A recent study at the German University of Copenhagen on a "papyrus" dating back 3,500 years ago gave a new look at Egyptian mummification techniques. The ancient medical text details a previously unidentified procedure and reveals a process of wrapping a dead face with wet bandages in an ointment to reduce Swelling, ancient-origins reported
It is known that the ancient Egyptians achieved great fame in the art of mummification, and they believed that the physical form was part of the human soul, so preserving the physical body was necessary to enjoy the afterlife.
However, despite the enormous scale with which the Egyptians embalmed their dead, the site says, the process and techniques used are still not fully understood.
Much of what we know about mummy making in ancient Egypt comes from accounts written by the Greek historian Herodotus in the fifth century B.C., who chronicled the steps taken by the ancient Egyptians in preparing and preserving corpses, where embalmed people would remove organs of the dead individual - including the brain, which will be Extracting it through the nose, after that, they sterilize the chest and abdominal cavity, before placing the body in a salty liquid containing a mixture of soda ash and sodium bicarbonate, and this would drain the body fluids and prevent the body from rotting, and finally, they wrapped the body in strips of linen and buried it. .
Based on evidence recently discovered in a 3,500-year-old medical papyrus translated by researchers from the University of Copenhagen, more details have been discovered about the complex embalming process used to prepare the dead for the afterlife, in particular, the face of the deceased person, and they believe it is the oldest surviving evidence of Mummification has been discovered so far, and it precedes the only other two examples of embalming texts by more than a thousand years.

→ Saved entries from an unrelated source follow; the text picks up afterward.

//! Adapters: concrete implementations of the ports in `ports`.

pub mod file_key_provider;
pub mod file_store;
pub mod in_memory_store;
pub mod mock_iot_auth;
pub mod mock_shadow_client;
pub mod rcgen_x509;

#[cfg(feature = "pkcs11")]
pub mod pkcs11_key_provider;

pub use file_key_provider::FileKeyProvider;
pub use file_store::FileRuntimeStore;
pub use in_memory_store::InMemoryRuntimeStore;
pub use mock_iot_auth::MockIotAuthClient;
pub use mock_shadow_client::MockShadowClient;
pub use rcgen_x509::RcgenX509Adapter;
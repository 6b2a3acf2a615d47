//! Runtime key/value store port.
//!
//! The host persists everything this crate needs durably through a single
//! key/value interface. This port is the seam: `IdentityRegistry`,
//! `CAStore` and `ConnectivityShadowMachine` all go through it rather
//! than touching a filesystem or database directly.

use async_trait::async_trait;
use thiserror::Error;

/// Port for durable key/value persistence. Keys are `.`-segmented
/// logical paths (e.g. `runtime.caPassphrase`, `runtime.things.<name>`).
#[async_trait]
pub trait RuntimeStore: Send + Sync {
    /// Write a value, replacing any existing entry at `key`.
    async fn put(&self, key: &str, value: &[u8]) -> Result<(), StoreError>;

    /// Read a value, or `None` if `key` is absent.
    async fn get(&self, key: &str) -> Result<Option<Vec<u8>>, StoreError>;

    /// Remove a value. A no-op (not an error) if `key` is absent.
    async fn delete(&self, key: &str) -> Result<(), StoreError>;

    /// List all keys with the given prefix, e.g. `runtime.things.` to
    /// enumerate every persisted Thing record.
    async fn list_prefix(&self, prefix: &str) -> Result<Vec<String>, StoreError>;
}

/// Runtime store errors.
#[derive(Debug, Error)]
pub enum StoreError {
    /// The underlying backend failed (I/O, serialization, etc).
    #[error("runtime store backend error: {0}")]
    Backend(String),
}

The six-meter-long manuscript, called the Louvre-Carlsberg Papyrus, and dating back to about 1450 BC, contains instructions to remind the embalmer of the steps and processes he must take during the mummification process.
"The text is read as a memory aid, so the target readers must be specialists and they need to be reminded of these details, such as unclear prescriptions and the uses of different types of bandages," wrote Egyptologist Sophie Sheet, who translated the papyrus.
Sophie Sheet adds, "One of the exciting new information that the text provides us is related to the procedures for embalming the face of the deceased," where we get a list of medicinal ingredients consisting largely of plant aromatic materials and binders that are mixed, where the embalmers cover a piece of red linen, then the linen is placed Red on the face of the deceased in order to encapsulate him in a protective cocoon of an aromatic and anti-bacterial substance, and this process is repeated over a period of four days.
According to the University of Copenhagen, the importance of the Louvre and Carlsberg Papyrus lies in detailing the embalming process in an outline of the process that is divided into periods of four, with the embalmers actively working on the mummy every four days.
"These days were celebrated in a ritual procession of the mummy, to celebrate the progress made in restoring the physical integrity of the deceased, and there were 17 processions over the course of the mummification period," Chet said.